Topics: Tupac Shakur, Maya Angelou, Outlawz Pages: 3 (1010 words) Published: April 11, 2011
The Rose That Rose from Concrete
It takes a plethora of courage, hope and strength to make it out of certain situations or to simply get by on a day-to-day basis. The poems “Still I Rise” by Maya Angelou and “The Rose That Grew from Concrete” by Tupac Shakur illustrate this idea using elements of imagery, repetition and heavy metaphors. Maya Angelou’s work deeply focuses on the set backs encountered living in times of racial disparity. Shakur’s poem personifies a rose that fought through to grow on concrete despite all the speculations and difficulties. Both works emphasize the idea that no matter how problematic the situation be, there is the need to dig deep and persevere.

As a poet, educator, historian, and civil rights activist, Maya Angelou’s “Still I Rise” is inspirational to countless amounts of people in similar situations as hers. Growing up in an oppressive society, Angelou experienced much of the segregation and social bias taken place in the United States. Angelou states:

I’m a black ocean, leaping wide,
Welling and swelling I bear in the tide.
Leaving behind nights of terror and fear
I rise. (33-36)
This goes to show the racial barrier that she is more then determined to diminish. The “black ocean” is personified to emphasizes the breakthrough and newly found freedom which involves “Leaving behind nights of terror and fear” or in other words, slavery.
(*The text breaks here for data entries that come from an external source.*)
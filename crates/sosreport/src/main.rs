//! `sosrep` - CLI for sosreport
//!
//! Sends SOS reports and lists the ones already sent.

#![warn(missing_debug_implementations)]
#![deny(unsafe_code)]

use std::path::PathBuf;
use std::sync::Arc;

use anyhow::Context;
use chrono::{Local, Utc};
use clap::Parser;

use sosreport::backend::Backends;
use sosreport::cli::{Cli, Command, ConfigCommand, ListCommand, OutputFormat, SubmitCommand};
use sosreport::config::BackendKind;
use sosreport::form::{FormInput, MediaFile};
use sosreport::geolocation::FixedGeolocator;
use sosreport::listing::fetch_reports;
use sosreport::microphone::FileMicrophone;
use sosreport::recorder::{NoVoiceNote, Recorder, VoiceNoteSource};
use sosreport::render::{cards, render_html, render_json, render_text};
use sosreport::report::Location;
use sosreport::ui::{ConsoleNotifier, ConsoleTimer, Notifier};
use sosreport::{init_logging, Config, Submitter};

#[tokio::main]
async fn main() -> anyhow::Result<()> {
    let cli = Cli::parse();

    init_logging(cli.verbosity());

    let quiet = cli.quiet;
    let config_path = cli.config;
    match cli.command {
        Command::Submit(cmd) => handle_submit(&Config::load_from(config_path)?, cmd, quiet).await,
        Command::List(cmd) => handle_list(&Config::load_from(config_path)?, &cmd).await,
        Command::Config(cmd) => handle_config(config_path, cmd),
    }
}

async fn record_voice_note(
    config: &Config,
    backends: &Backends,
    notifier: Arc<dyn Notifier>,
    path: PathBuf,
    quiet: bool,
) -> Arc<dyn VoiceNoteSource> {
    let recorder = Recorder::new(
        Arc::new(FileMicrophone::new(
            Some(path),
            config.recording.chunk_size,
            config.recording.bytes_per_sec,
        )),
        backends.blobs.clone(),
        notifier,
        Arc::new(ConsoleTimer::new(quiet)),
        config.countdown(),
    );

    // A microphone failure has already been reported; the report still goes
    // out, just without a voice note.
    if recorder.start().await.is_ok() {
        recorder.wait_idle().await;
    }
    if !quiet {
        eprintln!();
    }
    Arc::new(recorder)
}

async fn handle_submit(config: &Config, cmd: SubmitCommand, quiet: bool) -> anyhow::Result<()> {
    let dry_run = cmd.dry_run || config.backend.kind == BackendKind::Memory;
    let backends = if dry_run {
        Backends::in_memory()
    } else {
        Backends::from_config(config)?
    };
    let notifier: Arc<dyn Notifier> = Arc::new(ConsoleNotifier);

    let mut images = Vec::with_capacity(cmd.images.len());
    for path in &cmd.images {
        let file = MediaFile::read(path)
            .await
            .with_context(|| format!("failed to read {}", path.display()))?;
        images.push(file);
    }

    let voice_note: Arc<dyn VoiceNoteSource> = match cmd.voice {
        Some(path) => record_voice_note(config, &backends, notifier.clone(), path, quiet).await,
        None => Arc::new(NoVoiceNote),
    };

    let position = match (cmd.latitude, cmd.longitude) {
        (Some(latitude), Some(longitude)) => Some(Location::new(latitude, longitude)),
        _ => config.geolocation.location(),
    };

    let form = FormInput {
        caller_name: cmd.name,
        caller_number: cmd.phone,
        distress_type: cmd.distress_type.into(),
        images,
    };

    let submitter = Submitter::new(
        Arc::new(form),
        Arc::new(FixedGeolocator::from_option(position)),
        voice_note,
        backends.blobs.clone(),
        backends.documents.clone(),
        notifier,
    )
    .with_settings(config.report.clone());

    let submission = submitter.submit().await?;
    if dry_run {
        println!(
            "{}",
            render_json(std::slice::from_ref(&submission.report))?
        );
    } else {
        println!("{}", submission.id);
    }
    Ok(())
}

async fn handle_list(config: &Config, cmd: &ListCommand) -> anyhow::Result<()> {
    let backends = Backends::from_config(config)?;
    let reports = fetch_reports(backends.documents.as_ref(), &config.report.collection).await;

    let output = match cmd.format {
        OutputFormat::Json => render_json(&reports)?,
        OutputFormat::Plain | OutputFormat::Html => {
            let cards = if cmd.utc {
                cards(&reports, &Utc)
            } else {
                cards(&reports, &Local)
            };
            if cmd.format == OutputFormat::Html {
                render_html(&cards)
            } else {
                render_text(&cards)
            }
        }
    };
    print!("{output}");
    Ok(())
}

fn mask(secret: &str) -> &str {
    if secret.is_empty() {
        "(unset)"
    } else {
        "********"
    }
}

fn handle_config(config_path: Option<PathBuf>, cmd: ConfigCommand) -> anyhow::Result<()> {
    match cmd {
        ConfigCommand::Show { json } => {
            let config = Config::load_from(config_path)?;
            if json {
                let mut shown = config.clone();
                if !shown.backend.firebase.api_key.is_empty() {
                    shown.backend.firebase.api_key = mask("set").to_string();
                }
                println!("{}", serde_json::to_string_pretty(&shown)?);
            } else {
                let firebase = &config.backend.firebase;
                println!("Current Configuration");
                println!("=====================");
                println!();
                println!("[Backend]");
                println!("  Kind:               {}", config.backend.kind);
                println!("  Data directory:     {}", config.data_dir().display());
                println!("  Database path:      {}", config.database_path().display());
                println!("  Firebase project:   {}", firebase.project_id);
                println!("  Firebase API key:   {}", mask(&firebase.api_key));
                println!("  Storage bucket:     {}", firebase.storage_bucket);
                println!();
                println!("[Report]");
                println!("  Collection:         {}", config.report.collection);
                println!("  Message:            {}", config.report.message);
                println!();
                println!("[Recording]");
                println!("  Countdown (secs):   {}", config.recording.countdown_secs);
                println!("  Chunk size:         {}", config.recording.chunk_size);
                println!("  Raw byte rate:      {}", config.recording.bytes_per_sec);
                println!();
                println!("[Geolocation]");
                match config.geolocation.location() {
                    Some(location) => println!(
                        "  Position:           {}, {}",
                        location.latitude, location.longitude
                    ),
                    None => println!("  Position:           (unset)"),
                }
            }
        }
        ConfigCommand::Path => {
            println!("{}", Config::default_config_path().display());
        }
        ConfigCommand::Validate { file } => {
            let path = file
                .or(config_path)
                .unwrap_or_else(Config::default_config_path);
            validate_config(path)?;
        }
    }
    Ok(())
}

fn validate_config(path: PathBuf) -> anyhow::Result<()> {
    println!("Validating configuration: {}", path.display());
    Config::load_from(Some(path)).context("configuration is invalid")?;
    println!("Configuration is valid.");
    Ok(())
}

#[cfg(test)]
mod tests {
    use super::*;

    #[test]
    fn test_validate_accepts_valid_file() {
        let dir = tempfile::tempdir().unwrap();
        let path = dir.path().join("config.toml");
        std::fs::write(&path, "[recording]\ncountdown_secs = 15\n").unwrap();

        assert!(validate_config(path).is_ok());
    }

    #[test]
    fn test_validate_rejects_invalid_file() {
        let dir = tempfile::tempdir().unwrap();
        let path = dir.path().join("config.toml");
        std::fs::write(&path, "[recording]\ncountdown_secs = 0\n").unwrap();

        let err = validate_config(path).unwrap_err();
        assert!(err.to_string().contains("configuration is invalid"));
        assert!(format!("{err:#}").contains("countdown_secs"));
    }

    #[test]
    fn test_validate_rejects_malformed_file() {
        let dir = tempfile::tempdir().unwrap();
        let path = dir.path().join("config.toml");
        std::fs::write(&path, "[recording\n").unwrap();

        assert!(validate_config(path).is_err());
    }
}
Angelou’s idea of perseverance is well represented all throughout the poem in a variety of ways, most being through the examples of oppression. For example Angelou writes:
Did you want to see my broken?
. . . . . . . . . . . . . . . . . . . . . . . . . . . . .
Weakened by my soulful cries. (13,16)
Exclaiming that the actions taken against her, which are meant to make her cry only, make her stronger. She follows this by the use of powerful metaphors saying “. . . . . . cut me with your eyes, / . . . . . . kill me with your hatefulness, / But still, like air, I’ll rise”...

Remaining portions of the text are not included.